→ **WHAT TO WORK ON**
Identify all lines of the data containing the string "infrastructure" and copy them.

→ **LISTED ENTRIES**
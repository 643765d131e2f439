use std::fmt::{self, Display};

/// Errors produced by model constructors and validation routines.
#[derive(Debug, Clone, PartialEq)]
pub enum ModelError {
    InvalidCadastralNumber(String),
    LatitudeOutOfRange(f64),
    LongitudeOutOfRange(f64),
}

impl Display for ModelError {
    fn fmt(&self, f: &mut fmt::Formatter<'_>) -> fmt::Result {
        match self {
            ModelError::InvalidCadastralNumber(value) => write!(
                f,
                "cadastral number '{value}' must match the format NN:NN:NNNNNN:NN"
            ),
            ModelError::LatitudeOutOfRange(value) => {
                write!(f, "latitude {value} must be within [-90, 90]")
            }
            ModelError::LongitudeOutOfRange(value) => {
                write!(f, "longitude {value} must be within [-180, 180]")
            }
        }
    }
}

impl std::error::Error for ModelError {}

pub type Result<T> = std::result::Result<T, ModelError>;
==
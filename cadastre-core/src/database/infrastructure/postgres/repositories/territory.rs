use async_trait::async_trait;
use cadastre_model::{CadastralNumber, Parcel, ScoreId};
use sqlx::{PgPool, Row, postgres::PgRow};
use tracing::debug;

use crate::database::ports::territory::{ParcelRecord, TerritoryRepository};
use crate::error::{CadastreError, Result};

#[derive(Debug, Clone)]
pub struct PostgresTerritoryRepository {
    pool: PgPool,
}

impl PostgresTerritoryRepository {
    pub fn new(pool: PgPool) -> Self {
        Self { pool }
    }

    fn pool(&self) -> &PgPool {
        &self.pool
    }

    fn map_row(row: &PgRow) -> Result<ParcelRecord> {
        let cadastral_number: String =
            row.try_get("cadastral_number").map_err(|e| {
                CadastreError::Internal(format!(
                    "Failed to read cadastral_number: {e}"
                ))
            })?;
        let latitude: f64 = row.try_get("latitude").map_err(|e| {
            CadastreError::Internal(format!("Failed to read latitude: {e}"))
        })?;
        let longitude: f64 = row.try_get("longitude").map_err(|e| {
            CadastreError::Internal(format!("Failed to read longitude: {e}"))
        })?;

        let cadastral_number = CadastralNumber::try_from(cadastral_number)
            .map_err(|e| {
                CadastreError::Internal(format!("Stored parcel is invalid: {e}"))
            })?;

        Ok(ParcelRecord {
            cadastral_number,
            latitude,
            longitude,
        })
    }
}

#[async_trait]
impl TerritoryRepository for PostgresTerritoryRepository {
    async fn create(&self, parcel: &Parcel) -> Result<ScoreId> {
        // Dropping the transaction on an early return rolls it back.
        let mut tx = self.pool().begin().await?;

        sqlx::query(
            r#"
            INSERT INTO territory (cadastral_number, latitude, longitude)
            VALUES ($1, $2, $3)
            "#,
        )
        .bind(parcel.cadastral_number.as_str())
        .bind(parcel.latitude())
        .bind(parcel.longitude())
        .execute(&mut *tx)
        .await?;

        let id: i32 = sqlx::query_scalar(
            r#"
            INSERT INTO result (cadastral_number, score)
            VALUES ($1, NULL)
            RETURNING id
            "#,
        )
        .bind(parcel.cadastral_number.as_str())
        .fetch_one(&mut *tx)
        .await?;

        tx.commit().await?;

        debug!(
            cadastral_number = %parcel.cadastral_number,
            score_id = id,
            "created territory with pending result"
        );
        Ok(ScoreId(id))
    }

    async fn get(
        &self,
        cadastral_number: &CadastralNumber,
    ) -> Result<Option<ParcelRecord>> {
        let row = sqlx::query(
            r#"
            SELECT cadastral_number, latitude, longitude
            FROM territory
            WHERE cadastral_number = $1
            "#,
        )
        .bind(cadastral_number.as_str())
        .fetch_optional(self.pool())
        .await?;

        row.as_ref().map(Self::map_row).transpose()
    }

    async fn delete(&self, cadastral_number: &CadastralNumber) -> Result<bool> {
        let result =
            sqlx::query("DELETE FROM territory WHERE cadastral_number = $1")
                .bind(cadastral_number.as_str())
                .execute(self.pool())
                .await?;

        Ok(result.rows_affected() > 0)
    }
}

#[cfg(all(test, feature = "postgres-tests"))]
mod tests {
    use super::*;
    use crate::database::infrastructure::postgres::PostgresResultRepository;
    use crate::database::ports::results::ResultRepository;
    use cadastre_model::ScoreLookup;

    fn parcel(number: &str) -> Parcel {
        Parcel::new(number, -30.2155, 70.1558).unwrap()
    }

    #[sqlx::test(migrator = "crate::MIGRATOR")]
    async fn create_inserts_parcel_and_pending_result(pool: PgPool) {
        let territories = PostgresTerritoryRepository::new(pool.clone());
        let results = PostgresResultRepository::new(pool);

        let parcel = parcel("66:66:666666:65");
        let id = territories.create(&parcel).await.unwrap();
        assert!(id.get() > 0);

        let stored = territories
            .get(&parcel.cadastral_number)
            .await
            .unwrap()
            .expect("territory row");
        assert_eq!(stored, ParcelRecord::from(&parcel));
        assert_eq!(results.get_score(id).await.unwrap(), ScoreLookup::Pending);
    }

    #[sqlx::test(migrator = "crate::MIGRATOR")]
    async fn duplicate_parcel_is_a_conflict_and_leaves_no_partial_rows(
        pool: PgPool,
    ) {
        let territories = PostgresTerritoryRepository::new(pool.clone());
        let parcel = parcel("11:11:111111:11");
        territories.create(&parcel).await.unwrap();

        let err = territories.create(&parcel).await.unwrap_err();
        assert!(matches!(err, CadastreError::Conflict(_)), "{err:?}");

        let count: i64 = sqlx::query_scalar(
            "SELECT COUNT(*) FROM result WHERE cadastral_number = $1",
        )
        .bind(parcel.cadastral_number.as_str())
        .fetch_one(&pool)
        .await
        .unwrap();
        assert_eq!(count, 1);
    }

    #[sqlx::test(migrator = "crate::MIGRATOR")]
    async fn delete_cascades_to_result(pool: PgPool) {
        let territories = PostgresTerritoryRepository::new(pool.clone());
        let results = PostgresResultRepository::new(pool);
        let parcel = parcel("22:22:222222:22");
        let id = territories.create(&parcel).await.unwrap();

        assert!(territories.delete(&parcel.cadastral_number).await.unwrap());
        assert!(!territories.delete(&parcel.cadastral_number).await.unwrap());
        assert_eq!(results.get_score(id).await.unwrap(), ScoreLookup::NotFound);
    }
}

→ **ANSWER**
filename cadastre-core/src/database/infrastructure/postgres/repositories/territory.rs
    use crate::database::infrastructure::postgres::PostgresResultRepository;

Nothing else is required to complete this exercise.